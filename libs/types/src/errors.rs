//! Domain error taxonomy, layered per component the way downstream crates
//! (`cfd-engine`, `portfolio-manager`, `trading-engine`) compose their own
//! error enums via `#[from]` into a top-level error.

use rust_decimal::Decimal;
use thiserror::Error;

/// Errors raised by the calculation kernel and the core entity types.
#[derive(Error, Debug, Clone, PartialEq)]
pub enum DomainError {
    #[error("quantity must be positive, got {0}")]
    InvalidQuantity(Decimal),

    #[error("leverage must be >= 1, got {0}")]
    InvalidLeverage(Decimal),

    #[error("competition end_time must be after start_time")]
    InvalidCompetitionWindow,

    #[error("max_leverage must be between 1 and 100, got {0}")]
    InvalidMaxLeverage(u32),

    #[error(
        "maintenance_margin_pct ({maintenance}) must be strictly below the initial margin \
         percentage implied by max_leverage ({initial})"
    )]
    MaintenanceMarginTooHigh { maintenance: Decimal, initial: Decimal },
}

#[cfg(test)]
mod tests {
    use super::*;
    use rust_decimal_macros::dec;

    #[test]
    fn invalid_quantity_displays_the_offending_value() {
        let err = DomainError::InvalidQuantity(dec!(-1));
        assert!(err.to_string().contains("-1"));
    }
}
•••
◆ **Your task**: Using the records given above, list every line that includes the word "maintenance".

◆ **Problem solution**:
        "maintenance_margin_pct ({maintenance}) must be strictly below the initial margin \
    MaintenanceMarginTooHigh { maintenance: Decimal, initial: Decimal },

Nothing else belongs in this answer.